* _Task to complete_
This exercise needs the listing below duplicated exactly.

== Provided entries

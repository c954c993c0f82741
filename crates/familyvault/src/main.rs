//! `famvault` - CLI for familyvault
//!
//! Running without arguments creates the sample records and prints the
//! summary report.

#![warn(missing_debug_implementations)]
#![deny(unsafe_code)]

use std::io;
use std::path::Path;

use anyhow::Context;
use clap::Parser;
use tracing::debug;

use familyvault::cli::{Cli, Command, ConfigCommand, ReportCommand};
use familyvault::{demo, init_logging, Config};

fn main() -> anyhow::Result<()> {
    let cli = Cli::parse();

    // Validation has to run before the active config is loaded, since that
    // config may be the broken file being checked.
    if let Some(path) = cli.validate_target() {
        init_logging(cli.verbosity(), None);
        return handle_validate(&path);
    }

    let config = Config::load_from(cli.config.clone()).context("could not load configuration")?;

    init_logging(cli.verbosity(), config.logging.level.as_deref());
    debug!(?config, "configuration loaded");

    match &cli.command {
        None => handle_report(&config, &ReportCommand::default()),
        Some(Command::Report(report_cmd)) => handle_report(&config, report_cmd),
        Some(Command::Config(config_cmd)) => handle_config(&cli, &config, config_cmd),
    }
}

fn handle_report(config: &Config, cmd: &ReportCommand) -> anyhow::Result<()> {
    let options = cmd.apply(&config.report);
    demo::run(io::stdout().lock(), &options).context("could not write report")?;
    Ok(())
}

fn handle_validate(path: &Path) -> anyhow::Result<()> {
    Config::validate_file(path)
        .with_context(|| format!("{} is not a valid configuration", path.display()))?;
    println!("{}: configuration is valid", path.display());
    Ok(())
}

fn handle_config(cli: &Cli, config: &Config, cmd: &ConfigCommand) -> anyhow::Result<()> {
    match cmd {
        ConfigCommand::Show { json: true } => {
            println!("{}", serde_json::to_string_pretty(config)?);
        }
        ConfigCommand::Show { json: false } => {
            let level = config.logging.level.as_deref().unwrap_or("(from flags)");
            println!("report.format             = {}", config.report.format);
            println!(
                "report.show_confirmations = {}",
                config.report.show_confirmations
            );
            println!("logging.level             = {level}");
        }
        ConfigCommand::Path => {
            let path = cli.config.clone().unwrap_or_else(Config::default_config_path);
            println!("{}", path.display());
        }
        ConfigCommand::Validate { .. } => {
            let path = cli.validate_target().unwrap_or_else(Config::default_config_path);
            handle_validate(&path)?;
        }
    }
    Ok(())
}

====

* _Problem solution_
repository c954c993c0f82741
filename crates/familyvault/src/main.rs
//! `famvault` - CLI for familyvault
//!
//! Running without arguments creates the sample records and prints the
//! summary report.

#![warn(missing_debug_implementations)]
#![deny(unsafe_code)]

use std::io;
use std::path::Path;

use anyhow::Context;
use clap::Parser;
use tracing::debug;

use familyvault::cli::{Cli, Command, ConfigCommand, ReportCommand};
use familyvault::{demo, init_logging, Config};

fn main() -> anyhow::Result<()> {
    let cli = Cli::parse();

    // Validation has to run before the active config is loaded, since that
    // config may be the broken file being checked.
    if let Some(path) = cli.validate_target() {
        init_logging(cli.verbosity(), None);
        return handle_validate(&path);
    }

    let config = Config::load_from(cli.config.clone()).context("could not load configuration")?;

    init_logging(cli.verbosity(), config.logging.level.as_deref());
    debug!(?config, "configuration loaded");

    match &cli.command {
        None => handle_report(&config, &ReportCommand::default()),
        Some(Command::Report(report_cmd)) => handle_report(&config, report_cmd),
        Some(Command::Config(config_cmd)) => handle_config(&cli, &config, config_cmd),
    }
}

fn handle_report(config: &Config, cmd: &ReportCommand) -> anyhow::Result<()> {
    let options = cmd.apply(&config.report);
    demo::run(io::stdout().lock(), &options).context("could not write report")?;
    Ok(())
}

fn handle_validate(path: &Path) -> anyhow::Result<()> {
    Config::validate_file(path)
        .with_context(|| format!("{} is not a valid configuration", path.display()))?;
    println!("{}: configuration is valid", path.display());
    Ok(())
}

fn handle_config(cli: &Cli, config: &Config, cmd: &ConfigCommand) -> anyhow::Result<()> {
    match cmd {
        ConfigCommand::Show { json: true } => {
            println!("{}", serde_json::to_string_pretty(config)?);
        }
        ConfigCommand::Show { json: false } => {
            let level = config.logging.level.as_deref().unwrap_or("(from flags)");
            println!("report.format             = {}", config.report.format);
            println!(
                "report.show_confirmations = {}",
                config.report.show_confirmations
            );
            println!("logging.level             = {level}");
        }
        ConfigCommand::Path => {
            let path = cli.config.clone().unwrap_or_else(Config::default_config_path);
            println!("{}", path.display());
        }
        ConfigCommand::Validate { .. } => {
            let path = cli.validate_target().unwrap_or_else(Config::default_config_path);
            handle_validate(&path)?;
        }
    }
    Ok(())
}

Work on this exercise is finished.